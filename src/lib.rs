// BOM Dashboard Library Entry Point
// This file exposes all modules so they can be imported by main.rs
// and tested independently.

pub mod error;
pub mod server;
pub mod settings;

// Pure logic modules (no sockets, no filesystem)
pub mod modules;

pub use error::HostError;
pub use modules::page::{dashboard, Element, Layout, Page, PageConfig};
pub use modules::render::to_html;
pub use server::PageServer;
pub use settings::Settings;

******

▶ WHAT YOU NEED TO DO
Every line of the data above is to be copied out exactly.

▶ TASK ANSWER
filename src/lib.rs
// BOM Dashboard Library Entry Point
// This file exposes all modules so they can be imported by main.rs
// and tested independently.

pub mod error;
pub mod server;
pub mod settings;

// Pure logic modules (no sockets, no filesystem)
pub mod modules;

pub use error::HostError;
pub use modules::page::{dashboard, Element, Layout, Page, PageConfig};
pub use modules::render::to_html;
pub use server::PageServer;
pub use settings::Settings;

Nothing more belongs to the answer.